L’assurance maladie obligatoire couvre actuellement 75 % des dépenses de soins : le reste à charge de 25 %, soit 750 euros par an et par personne en moyenne, est supporté directement par les ménages ou sous la forme de cotisations à des complémentaires.

Si la dépense et les revenus étaient répartis également dans toute la population, il faudrait donc que chacun accepte cette charge, à prélever sur un revenu moyen de 22 000 euros. Il n’y aurait pas d’impossibilité puis qu’il ne s’agirait pas d’une dépense additionnelle, mais il n’y aurait pas non plus d’avantage.

Dans la réalité, les distributions des revenus et des dépenses de santé ont une forte dispersion, les deux n’étant pas corrélées : les dépenses de soins sont extrêmement concentrées, 12 % seulement de la population générant 60 % des dépenses au titre des ALD ou de l’hospitalisation. Les revenus des personnes concernées ayant la même répartition que celle de l’ensemble de la population, un reste à charge de 3 % de leurs revenus au titre du bouclier ne représenterait qu’une fraction négligeable de la dépense.

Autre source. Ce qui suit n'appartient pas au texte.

use log::debug;

use super::aggregate::aggregate_holdings;
use super::preference::{pay_preferences, ClassPreference, SeniorityTieBreak};
use super::projection::{project_payouts, WaterfallResult};
use super::residual::distribute_residual;
use super::structure::EquityStructure;
use super::validation::validate_inputs;
use crate::types::Money;
use crate::CalculationResult;

/// Everything the pipeline learned on the way to a result. Feeds the
/// envelope's summaries and warnings.
#[derive(Debug, Clone)]
pub(crate) struct PipelineOutcome {
    pub result: WaterfallResult,
    pub class_preferences: Vec<ClassPreference>,
    pub residual_undistributed: Money,
    pub capped_positions: usize,
    pub rounding_adjustment: Money,
}

/// Distribute `exit_amount` (whole minor currency units) across the equity
/// structure using the default sequential seniority tie-break.
pub fn calculate(exit_amount: Money, structure: &EquityStructure) -> CalculationResult<WaterfallResult> {
    calculate_with_policy(exit_amount, structure, SeniorityTieBreak::default())
}

/// As [`calculate`], with an explicit policy for same-rank preference classes.
pub fn calculate_with_policy(
    exit_amount: Money,
    structure: &EquityStructure,
    tie_break: SeniorityTieBreak,
) -> CalculationResult<WaterfallResult> {
    run_pipeline(exit_amount, structure, tie_break).map(|outcome| outcome.result)
}

pub(crate) fn run_pipeline(
    exit_amount: Money,
    structure: &EquityStructure,
    tie_break: SeniorityTieBreak,
) -> CalculationResult<PipelineOutcome> {
    validate_inputs(exit_amount, structure)?;

    let accumulators = aggregate_holdings(&structure.holdings);
    debug!(
        "aggregated {} holdings into {} positions",
        structure.holdings.len(),
        accumulators.len()
    );

    let preference = pay_preferences(
        accumulators,
        &structure.share_classes,
        structure.minor_unit_scale(),
        exit_amount,
        tie_break,
    );
    let residual = distribute_residual(preference.accumulators, structure, preference.remaining_pool);
    let projection = project_payouts(&residual.accumulators, structure)?;

    debug!(
        "waterfall of {} distributed {} across {} payouts",
        exit_amount,
        projection.result.total_distributed,
        projection.result.payouts.len()
    );

    Ok(PipelineOutcome {
        result: projection.result,
        class_preferences: preference.classes,
        residual_undistributed: residual.undistributed,
        capped_positions: residual.capped_positions,
        rounding_adjustment: projection.rounding_adjustment,
    })
}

Les soins courants  s’élevant à 1 200 euros par personne en moyenne, un reste à charge de 3 % sur un revenu moyen de 22 000 euros n’en représenterait que la moitié (en fait moins, car une partie de la population ne saturerait pas son bouclier sanitaire et une autre le dépasserait sans que ces deux écarts s’annulent). Le sort des moins aisés serait globalement un peu amélioré, mais au détriment de la Sécurité sociale et, marginalement, de la population la plus aisée. Au-delà de 42 000 euros de revenus par an, celle-ci devrait désormais prendre en charge la quasi-totalité de ses dépenses de soins courants. Compte tenu de son faible nombre, sa participation à l’équilibre global serait minime.

Un bouclier sanitaire fixé à 5 % du revenu au lieu de 3 % améliorerait les comptes de l’assurance maladie, mais en laissant la charge de la totalité de leurs soins courants à la quasi-totalité des assurés dont le revenu dépasserait 26 000 euros par an, ce qui est très bas.

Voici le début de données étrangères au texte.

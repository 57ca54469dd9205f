use rust_decimal::Decimal;
use std::collections::HashSet;

use super::structure::EquityStructure;
use crate::error::CalculationError;
use crate::types::{Money, Shares};
use crate::CalculationResult;

/// Reject inputs the waterfall cannot run against. Runs before any stage so a
/// failed calculation never touches accumulator state.
pub fn validate_inputs(exit_amount: Money, structure: &EquityStructure) -> CalculationResult<()> {
    if exit_amount <= Decimal::ZERO {
        return Err(CalculationError::InvalidInput {
            field: "exit_amount".into(),
            reason: "Exit amount must be positive".into(),
        });
    }
    if !exit_amount.fract().is_zero() {
        return Err(CalculationError::InvalidInput {
            field: "exit_amount".into(),
            reason: "Exit amount must be a whole number of minor currency units".into(),
        });
    }

    validate_share_classes(structure)?;

    let mut investor_ids = HashSet::new();
    for investor in &structure.investors {
        if !investor_ids.insert(investor.id.as_str()) {
            return Err(CalculationError::InvalidInput {
                field: format!("investors[{}]", investor.id),
                reason: "Duplicate investor id".into(),
            });
        }
    }

    if !structure.holdings.iter().any(|h| h.number_of_shares > 0) {
        return Err(CalculationError::InvalidInput {
            field: "holdings".into(),
            reason: "No holdings with a positive share count; nothing to distribute against"
                .into(),
        });
    }

    for (idx, holding) in structure.holdings.iter().enumerate() {
        if !investor_ids.contains(holding.investor_id.as_str()) {
            return Err(CalculationError::ReferenceIntegrity {
                holding: format!("#{idx}"),
                missing: format!("investor '{}'", holding.investor_id),
            });
        }
        if structure.share_class(&holding.share_class_id).is_none() {
            return Err(CalculationError::ReferenceIntegrity {
                holding: format!("#{idx}"),
                missing: format!("share class '{}'", holding.share_class_id),
            });
        }
    }

    validate_magnitudes(structure)
}

/// Share totals must fit in `Shares`, and every class's preference and cap
/// must fit in a `Decimal`, so the later stages can use plain arithmetic.
fn validate_magnitudes(structure: &EquityStructure) -> CalculationResult<()> {
    structure
        .holdings
        .iter()
        .try_fold(0 as Shares, |total, h| total.checked_add(h.number_of_shares))
        .ok_or_else(|| CalculationError::InvalidInput {
            field: "holdings".into(),
            reason: "Total share count overflows".into(),
        })?;

    let scale = structure.minor_unit_scale();
    let mut total_claim = Decimal::ZERO;
    for class in &structure.share_classes {
        let out_of_range = |what: &str| CalculationError::InvalidInput {
            field: format!("share_classes[{}]", class.id),
            reason: format!("{what} is too large to compute"),
        };
        let shares = Decimal::from(structure.shares_in_class(&class.id));
        let price = class
            .original_issue_price
            .checked_mul(scale)
            .ok_or_else(|| out_of_range("Issue price"))?;

        total_claim = price
            .checked_mul(class.liquidation_preference_multiple)
            .and_then(|per_share| per_share.checked_mul(shares))
            .and_then(|claim| total_claim.checked_add(claim))
            .ok_or_else(|| out_of_range("Liquidation preference"))?;

        if let Some(cap) = class.effective_cap_multiple() {
            price
                .checked_mul(cap)
                .and_then(|per_share| per_share.checked_mul(shares))
                .ok_or_else(|| out_of_range("Participation cap"))?;
        }
    }
    Ok(())
}

fn validate_share_classes(structure: &EquityStructure) -> CalculationResult<()> {
    let mut seen = HashSet::new();
    for class in &structure.share_classes {
        if !seen.insert(class.id.as_str()) {
            return Err(CalculationError::InvalidInput {
                field: format!("share_classes[{}]", class.id),
                reason: "Duplicate share class id".into(),
            });
        }
        if class.original_issue_price < Decimal::ZERO {
            return Err(CalculationError::InvalidInput {
                field: format!("share_classes[{}].original_issue_price", class.id),
                reason: "Original issue price cannot be negative".into(),
            });
        }
        if class.liquidation_preference_multiple < Decimal::ZERO {
            return Err(CalculationError::InvalidInput {
                field: format!("share_classes[{}].liquidation_preference_multiple", class.id),
                reason: "Liquidation preference multiple cannot be negative".into(),
            });
        }
        if let Some(cap) = class.participation_cap_multiple {
            if cap <= Decimal::ZERO {
                return Err(CalculationError::InvalidInput {
                    field: format!("share_classes[{}].participation_cap_multiple", class.id),
                    reason: "Participation cap multiple must be positive".into(),
                });
            }
        }
    }
    Ok(())
}

// ---------------------------------------------------------------------------
// Tests
// ---------------------------------------------------------------------------

#[cfg(test)]
mod tests {
    use super::*;
    use crate::liquidation::structure::{Investor, ShareClass, ShareHolding};
    use rust_decimal_macros::dec;

    fn structure() -> EquityStructure {
        EquityStructure {
            investors: vec![Investor {
                id: "x".into(),
                name: "Investor X".into(),
                email: Some("x@example.com".into()),
            }],
            share_classes: vec![ShareClass {
                id: "common".into(),
                name: "Common".into(),
                original_issue_price: dec!(0.0001),
                liquidation_preference_multiple: Decimal::ZERO,
                preferred: false,
                participating: false,
                participation_cap_multiple: None,
                seniority_rank: None,
            }],
            holdings: vec![ShareHolding {
                investor_id: "x".into(),
                share_class_id: "common".into(),
                number_of_shares: 1000,
            }],
            currency: Default::default(),
        }
    }

    fn invalid_field(result: CalculationResult<()>) -> String {
        match result {
            Err(CalculationError::InvalidInput { field, .. }) => field,
            other => panic!("Expected InvalidInput, got: {other:?}"),
        }
    }

    #[test]
    fn test_valid_structure_passes() {
        assert!(validate_inputs(dec!(100), &structure()).is_ok());
    }

    #[test]
    fn test_exit_amount_must_be_positive_whole_units() {
        assert_eq!(invalid_field(validate_inputs(dec!(0), &structure())), "exit_amount");
        assert_eq!(invalid_field(validate_inputs(dec!(-5), &structure())), "exit_amount");
        assert_eq!(invalid_field(validate_inputs(dec!(10.5), &structure())), "exit_amount");
        // Trailing zero scale is still a whole amount
        assert!(validate_inputs(dec!(10.00), &structure()).is_ok());
    }

    #[test]
    fn test_no_positive_holdings() {
        let mut s = structure();
        s.holdings[0].number_of_shares = 0;
        assert_eq!(invalid_field(validate_inputs(dec!(100), &s)), "holdings");
        s.holdings.clear();
        assert_eq!(invalid_field(validate_inputs(dec!(100), &s)), "holdings");
    }

    #[test]
    fn test_unknown_references() {
        let mut s = structure();
        s.holdings[0].share_class_id = "series_z".into();
        match validate_inputs(dec!(100), &s) {
            Err(CalculationError::ReferenceIntegrity { missing, .. }) => {
                assert!(missing.contains("series_z"));
            }
            other => panic!("Expected ReferenceIntegrity, got: {other:?}"),
        }

        let mut s = structure();
        s.holdings[0].investor_id = "ghost".into();
        assert!(matches!(
            validate_inputs(dec!(100), &s),
            Err(CalculationError::ReferenceIntegrity { .. })
        ));
    }

    #[test]
    fn test_share_class_numerics() {
        let mut s = structure();
        s.share_classes[0].liquidation_preference_multiple = dec!(-1);
        assert_eq!(
            invalid_field(validate_inputs(dec!(100), &s)),
            "share_classes[common].liquidation_preference_multiple"
        );

        let mut s = structure();
        s.share_classes[0].participation_cap_multiple = Some(Decimal::ZERO);
        assert_eq!(
            invalid_field(validate_inputs(dec!(100), &s)),
            "share_classes[common].participation_cap_multiple"
        );
    }

    #[test]
    fn test_duplicate_ids() {
        let mut s = structure();
        let dup = s.share_classes[0].clone();
        s.share_classes.push(dup);
        assert_eq!(
            invalid_field(validate_inputs(dec!(100), &s)),
            "share_classes[common]"
        );

        let mut s = structure();
        let dup = s.investors[0].clone();
        s.investors.push(dup);
        assert_eq!(invalid_field(validate_inputs(dec!(100), &s)), "investors[x]");
    }

    #[test]
    fn test_out_of_range_magnitudes() {
        let mut s = structure();
        s.share_classes[0].original_issue_price = dec!(100000000000);
        s.share_classes[0].liquidation_preference_multiple = dec!(1);
        s.holdings[0].number_of_shares = u64::MAX;
        assert_eq!(invalid_field(validate_inputs(dec!(100), &s)), "share_classes[common]");

        let mut s = structure();
        s.share_classes[0].original_issue_price = dec!(100000000000);
        s.share_classes[0].preferred = true;
        s.share_classes[0].participating = true;
        s.share_classes[0].participation_cap_multiple = Some(dec!(3));
        s.holdings[0].number_of_shares = u64::MAX;
        assert_eq!(invalid_field(validate_inputs(dec!(100), &s)), "share_classes[common]");

        let mut s = structure();
        s.holdings[0].number_of_shares = u64::MAX;
        let extra = s.holdings[0].clone();
        s.holdings.push(extra);
        assert_eq!(invalid_field(validate_inputs(dec!(100), &s)), "holdings");

        // Large but representable
        let mut s = structure();
        s.holdings[0].number_of_shares = u64::MAX;
        assert!(validate_inputs(dec!(100), &s).is_ok());
    }
}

Certes, les dépenses relatives aux ALD et à l’hospitalisation pourraient voir leur périmètre quelque peu rétréci, car certaines pathologies de longue durée ne sont pas coûteuses au point d’imposer une prise en charge différente de celle des soins courants. Cette mesure augmenterait les dépenses supportées par les ménages, permettant une meilleure saturation des boucliers sanitaires, mais pas au point de rendre celui-ci praticable dans des conditions d’efficacité et d’équité satisfaisantes.

Un financement efficace et équitable ne peut reposer que sur les capacités contributives de tous et non uniquement sur les capacités contributives des malades les plus graves aux revenus supérieurs à la moyenne.